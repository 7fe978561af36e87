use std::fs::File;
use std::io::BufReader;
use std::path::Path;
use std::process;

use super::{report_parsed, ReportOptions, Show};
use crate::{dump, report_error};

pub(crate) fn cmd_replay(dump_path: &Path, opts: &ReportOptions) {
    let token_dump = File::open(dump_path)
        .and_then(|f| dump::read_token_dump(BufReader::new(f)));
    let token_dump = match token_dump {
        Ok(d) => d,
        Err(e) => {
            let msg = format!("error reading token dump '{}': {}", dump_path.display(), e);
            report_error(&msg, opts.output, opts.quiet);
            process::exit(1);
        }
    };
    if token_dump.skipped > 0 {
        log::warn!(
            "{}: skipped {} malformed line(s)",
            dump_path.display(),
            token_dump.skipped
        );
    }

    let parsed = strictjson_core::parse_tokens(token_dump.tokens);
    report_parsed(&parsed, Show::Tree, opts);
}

+++

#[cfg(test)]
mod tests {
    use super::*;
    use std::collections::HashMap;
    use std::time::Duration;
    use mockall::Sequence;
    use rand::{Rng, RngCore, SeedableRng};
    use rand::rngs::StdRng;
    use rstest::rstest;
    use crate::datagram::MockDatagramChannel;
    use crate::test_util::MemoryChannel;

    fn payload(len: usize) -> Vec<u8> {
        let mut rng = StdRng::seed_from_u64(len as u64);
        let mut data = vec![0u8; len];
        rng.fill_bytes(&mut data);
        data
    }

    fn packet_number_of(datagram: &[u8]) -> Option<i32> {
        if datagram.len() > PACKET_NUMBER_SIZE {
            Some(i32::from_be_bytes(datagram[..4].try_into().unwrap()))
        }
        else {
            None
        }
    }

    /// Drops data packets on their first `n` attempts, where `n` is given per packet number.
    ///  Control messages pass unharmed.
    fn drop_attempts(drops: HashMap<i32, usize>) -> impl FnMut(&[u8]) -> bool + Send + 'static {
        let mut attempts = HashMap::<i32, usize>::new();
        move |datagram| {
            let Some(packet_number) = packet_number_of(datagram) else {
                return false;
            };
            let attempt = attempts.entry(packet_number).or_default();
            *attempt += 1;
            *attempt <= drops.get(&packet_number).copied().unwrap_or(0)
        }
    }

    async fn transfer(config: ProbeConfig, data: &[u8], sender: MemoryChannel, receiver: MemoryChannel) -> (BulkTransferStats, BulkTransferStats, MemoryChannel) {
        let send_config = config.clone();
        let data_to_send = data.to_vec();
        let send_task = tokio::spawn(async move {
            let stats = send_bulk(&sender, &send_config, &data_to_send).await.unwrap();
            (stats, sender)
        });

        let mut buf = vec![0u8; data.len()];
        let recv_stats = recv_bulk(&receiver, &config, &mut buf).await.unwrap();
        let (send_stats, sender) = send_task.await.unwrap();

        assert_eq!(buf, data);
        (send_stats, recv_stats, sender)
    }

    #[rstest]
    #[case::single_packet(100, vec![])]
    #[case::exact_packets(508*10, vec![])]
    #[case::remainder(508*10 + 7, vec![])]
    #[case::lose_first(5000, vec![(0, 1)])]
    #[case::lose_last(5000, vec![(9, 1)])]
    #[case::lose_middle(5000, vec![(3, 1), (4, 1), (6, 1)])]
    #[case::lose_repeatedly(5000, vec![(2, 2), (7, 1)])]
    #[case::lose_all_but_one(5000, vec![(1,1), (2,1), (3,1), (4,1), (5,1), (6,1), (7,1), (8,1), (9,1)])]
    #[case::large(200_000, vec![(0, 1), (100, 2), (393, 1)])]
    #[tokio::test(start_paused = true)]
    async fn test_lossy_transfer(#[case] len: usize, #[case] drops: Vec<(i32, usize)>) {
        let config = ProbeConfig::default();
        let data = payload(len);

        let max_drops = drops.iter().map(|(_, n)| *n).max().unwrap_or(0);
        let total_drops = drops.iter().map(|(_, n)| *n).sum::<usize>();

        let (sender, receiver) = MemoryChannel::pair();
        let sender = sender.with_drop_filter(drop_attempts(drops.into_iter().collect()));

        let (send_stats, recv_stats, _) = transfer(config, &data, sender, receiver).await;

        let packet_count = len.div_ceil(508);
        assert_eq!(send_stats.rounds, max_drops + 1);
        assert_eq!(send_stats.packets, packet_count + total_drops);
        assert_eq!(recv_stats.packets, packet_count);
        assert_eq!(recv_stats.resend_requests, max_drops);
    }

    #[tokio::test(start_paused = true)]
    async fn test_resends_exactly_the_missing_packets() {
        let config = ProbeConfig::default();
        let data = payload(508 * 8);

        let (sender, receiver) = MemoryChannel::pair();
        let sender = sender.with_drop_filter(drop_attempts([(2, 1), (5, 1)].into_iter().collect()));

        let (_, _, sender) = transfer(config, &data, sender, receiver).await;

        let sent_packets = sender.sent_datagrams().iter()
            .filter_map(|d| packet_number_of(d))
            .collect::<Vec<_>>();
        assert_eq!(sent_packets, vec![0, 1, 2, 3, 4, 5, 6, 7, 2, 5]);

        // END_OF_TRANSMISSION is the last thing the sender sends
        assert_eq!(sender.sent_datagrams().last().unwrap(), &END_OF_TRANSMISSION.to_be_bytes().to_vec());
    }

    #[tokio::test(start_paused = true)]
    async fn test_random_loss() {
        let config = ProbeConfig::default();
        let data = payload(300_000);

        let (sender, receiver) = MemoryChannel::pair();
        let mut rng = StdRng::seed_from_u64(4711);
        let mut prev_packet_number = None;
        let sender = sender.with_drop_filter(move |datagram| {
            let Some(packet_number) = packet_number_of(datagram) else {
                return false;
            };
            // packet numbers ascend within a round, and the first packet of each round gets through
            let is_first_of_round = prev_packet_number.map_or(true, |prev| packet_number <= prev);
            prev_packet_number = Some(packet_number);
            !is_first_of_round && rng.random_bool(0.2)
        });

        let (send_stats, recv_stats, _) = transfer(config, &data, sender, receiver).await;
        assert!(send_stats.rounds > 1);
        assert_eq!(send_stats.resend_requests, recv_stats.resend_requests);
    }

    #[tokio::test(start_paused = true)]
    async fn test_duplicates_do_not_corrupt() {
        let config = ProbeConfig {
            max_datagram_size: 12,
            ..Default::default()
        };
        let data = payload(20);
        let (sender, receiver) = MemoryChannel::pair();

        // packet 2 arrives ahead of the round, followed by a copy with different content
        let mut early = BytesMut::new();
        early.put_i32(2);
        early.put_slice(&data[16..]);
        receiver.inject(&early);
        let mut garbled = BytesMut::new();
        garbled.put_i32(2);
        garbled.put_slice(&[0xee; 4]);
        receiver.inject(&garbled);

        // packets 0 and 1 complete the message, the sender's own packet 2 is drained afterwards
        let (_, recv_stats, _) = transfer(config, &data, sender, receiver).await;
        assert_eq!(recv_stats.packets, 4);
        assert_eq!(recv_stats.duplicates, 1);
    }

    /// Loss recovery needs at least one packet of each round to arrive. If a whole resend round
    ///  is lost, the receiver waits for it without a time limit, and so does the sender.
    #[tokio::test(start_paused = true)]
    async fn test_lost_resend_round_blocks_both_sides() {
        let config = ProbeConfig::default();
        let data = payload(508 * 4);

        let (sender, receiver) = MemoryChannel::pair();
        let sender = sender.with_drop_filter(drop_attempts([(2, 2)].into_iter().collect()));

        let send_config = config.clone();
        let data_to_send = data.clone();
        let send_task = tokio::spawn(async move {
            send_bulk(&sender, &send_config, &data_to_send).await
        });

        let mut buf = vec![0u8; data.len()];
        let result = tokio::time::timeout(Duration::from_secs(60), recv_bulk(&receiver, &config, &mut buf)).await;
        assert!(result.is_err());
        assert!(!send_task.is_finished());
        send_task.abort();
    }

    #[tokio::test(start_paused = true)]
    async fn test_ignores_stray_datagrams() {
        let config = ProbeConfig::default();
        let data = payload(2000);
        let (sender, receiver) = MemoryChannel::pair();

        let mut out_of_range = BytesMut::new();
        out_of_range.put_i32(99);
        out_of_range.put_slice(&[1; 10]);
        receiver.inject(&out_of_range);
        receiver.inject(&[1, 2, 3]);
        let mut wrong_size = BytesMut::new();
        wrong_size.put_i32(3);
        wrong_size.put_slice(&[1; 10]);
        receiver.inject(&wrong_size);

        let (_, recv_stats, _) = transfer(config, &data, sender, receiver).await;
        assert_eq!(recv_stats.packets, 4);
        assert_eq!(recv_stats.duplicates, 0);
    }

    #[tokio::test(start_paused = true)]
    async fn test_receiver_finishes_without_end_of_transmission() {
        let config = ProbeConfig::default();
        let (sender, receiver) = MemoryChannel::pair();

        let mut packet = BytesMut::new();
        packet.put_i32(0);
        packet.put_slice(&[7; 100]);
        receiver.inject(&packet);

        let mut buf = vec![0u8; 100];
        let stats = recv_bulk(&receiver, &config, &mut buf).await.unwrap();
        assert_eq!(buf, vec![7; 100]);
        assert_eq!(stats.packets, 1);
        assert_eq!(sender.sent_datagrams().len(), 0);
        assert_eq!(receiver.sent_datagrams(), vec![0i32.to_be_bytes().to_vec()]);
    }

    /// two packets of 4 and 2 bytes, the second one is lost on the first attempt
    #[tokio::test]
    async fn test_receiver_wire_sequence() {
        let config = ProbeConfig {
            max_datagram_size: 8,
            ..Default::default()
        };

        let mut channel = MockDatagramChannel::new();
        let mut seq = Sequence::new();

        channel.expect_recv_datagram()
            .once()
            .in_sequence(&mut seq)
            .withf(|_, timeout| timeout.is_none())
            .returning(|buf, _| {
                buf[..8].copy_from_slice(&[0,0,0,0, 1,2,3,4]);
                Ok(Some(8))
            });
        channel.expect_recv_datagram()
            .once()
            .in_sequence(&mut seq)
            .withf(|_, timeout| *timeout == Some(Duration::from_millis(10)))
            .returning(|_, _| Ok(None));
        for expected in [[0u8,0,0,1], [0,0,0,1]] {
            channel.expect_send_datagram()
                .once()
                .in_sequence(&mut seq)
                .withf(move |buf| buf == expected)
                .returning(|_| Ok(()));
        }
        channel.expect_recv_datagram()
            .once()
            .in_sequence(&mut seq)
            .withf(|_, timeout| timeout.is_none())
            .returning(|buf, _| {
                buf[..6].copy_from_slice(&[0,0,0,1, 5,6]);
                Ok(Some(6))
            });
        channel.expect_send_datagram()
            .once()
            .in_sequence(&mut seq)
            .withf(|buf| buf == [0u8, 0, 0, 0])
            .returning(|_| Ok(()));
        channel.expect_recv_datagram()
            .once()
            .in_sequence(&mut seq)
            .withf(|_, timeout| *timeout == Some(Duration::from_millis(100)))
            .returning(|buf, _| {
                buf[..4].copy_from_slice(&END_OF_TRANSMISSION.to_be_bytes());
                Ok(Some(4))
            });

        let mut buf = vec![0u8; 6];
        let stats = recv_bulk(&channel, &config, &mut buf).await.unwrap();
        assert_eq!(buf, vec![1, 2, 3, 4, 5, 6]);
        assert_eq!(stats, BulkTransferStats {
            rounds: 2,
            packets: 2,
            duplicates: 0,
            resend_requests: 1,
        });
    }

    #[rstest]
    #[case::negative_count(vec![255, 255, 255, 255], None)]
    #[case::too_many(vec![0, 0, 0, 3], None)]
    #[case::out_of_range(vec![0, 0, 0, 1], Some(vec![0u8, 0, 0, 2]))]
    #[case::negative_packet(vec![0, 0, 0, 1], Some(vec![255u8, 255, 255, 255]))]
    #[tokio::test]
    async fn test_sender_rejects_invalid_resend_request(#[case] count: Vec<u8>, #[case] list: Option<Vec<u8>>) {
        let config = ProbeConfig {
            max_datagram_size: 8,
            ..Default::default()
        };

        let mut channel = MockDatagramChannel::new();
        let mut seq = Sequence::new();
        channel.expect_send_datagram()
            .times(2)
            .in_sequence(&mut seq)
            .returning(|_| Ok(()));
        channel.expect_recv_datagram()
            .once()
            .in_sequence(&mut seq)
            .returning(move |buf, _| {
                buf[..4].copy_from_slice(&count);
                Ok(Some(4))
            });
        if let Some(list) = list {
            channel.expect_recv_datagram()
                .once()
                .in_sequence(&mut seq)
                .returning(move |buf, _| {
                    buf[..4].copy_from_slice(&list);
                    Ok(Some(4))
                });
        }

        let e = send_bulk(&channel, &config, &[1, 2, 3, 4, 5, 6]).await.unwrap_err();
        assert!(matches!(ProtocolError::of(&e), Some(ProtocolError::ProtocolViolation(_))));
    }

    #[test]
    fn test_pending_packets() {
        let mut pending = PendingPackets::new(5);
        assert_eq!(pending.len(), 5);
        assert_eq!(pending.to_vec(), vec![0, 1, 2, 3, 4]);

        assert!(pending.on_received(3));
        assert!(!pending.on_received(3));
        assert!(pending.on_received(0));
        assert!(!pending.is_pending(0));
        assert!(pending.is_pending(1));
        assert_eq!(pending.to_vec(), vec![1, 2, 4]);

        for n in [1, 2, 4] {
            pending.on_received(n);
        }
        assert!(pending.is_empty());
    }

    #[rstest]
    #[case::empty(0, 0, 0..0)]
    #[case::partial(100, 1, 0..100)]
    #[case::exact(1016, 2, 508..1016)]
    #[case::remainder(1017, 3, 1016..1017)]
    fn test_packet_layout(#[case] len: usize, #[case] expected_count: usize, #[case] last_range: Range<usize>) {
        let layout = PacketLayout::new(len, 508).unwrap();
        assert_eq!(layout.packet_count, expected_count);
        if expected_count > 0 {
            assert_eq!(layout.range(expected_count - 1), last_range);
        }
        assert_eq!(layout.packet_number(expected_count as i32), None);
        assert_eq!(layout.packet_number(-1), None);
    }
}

+++

- Exercise: Using the records above, set down exactly the lines from the one with "async fn test_sender_rejects_invalid_resend_request(#[case]" through the one with "assert!(pending.on_received(0));", inclusive, and nothing more.

- Task result:
    async fn test_sender_rejects_invalid_resend_request(#[case] count: Vec<u8>, #[case] list: Option<Vec<u8>>) {
        let config = ProbeConfig {
            max_datagram_size: 8,
            ..Default::default()
        };

        let mut channel = MockDatagramChannel::new();
        let mut seq = Sequence::new();
        channel.expect_send_datagram()
            .times(2)
            .in_sequence(&mut seq)
            .returning(|_| Ok(()));
        channel.expect_recv_datagram()
            .once()
            .in_sequence(&mut seq)
            .returning(move |buf, _| {
                buf[..4].copy_from_slice(&count);
                Ok(Some(4))
            });
        if let Some(list) = list {
            channel.expect_recv_datagram()
                .once()
                .in_sequence(&mut seq)
                .returning(move |buf, _| {
                    buf[..4].copy_from_slice(&list);
                    Ok(Some(4))
                });
        }

        let e = send_bulk(&channel, &config, &[1, 2, 3, 4, 5, 6]).await.unwrap_err();
        assert!(matches!(ProtocolError::of(&e), Some(ProtocolError::ProtocolViolation(_))));
    }

    #[test]
    fn test_pending_packets() {
        let mut pending = PendingPackets::new(5);
        assert_eq!(pending.len(), 5);
        assert_eq!(pending.to_vec(), vec![0, 1, 2, 3, 4]);

        assert!(pending.on_received(3));
        assert!(!pending.on_received(3));
        assert!(pending.on_received(0));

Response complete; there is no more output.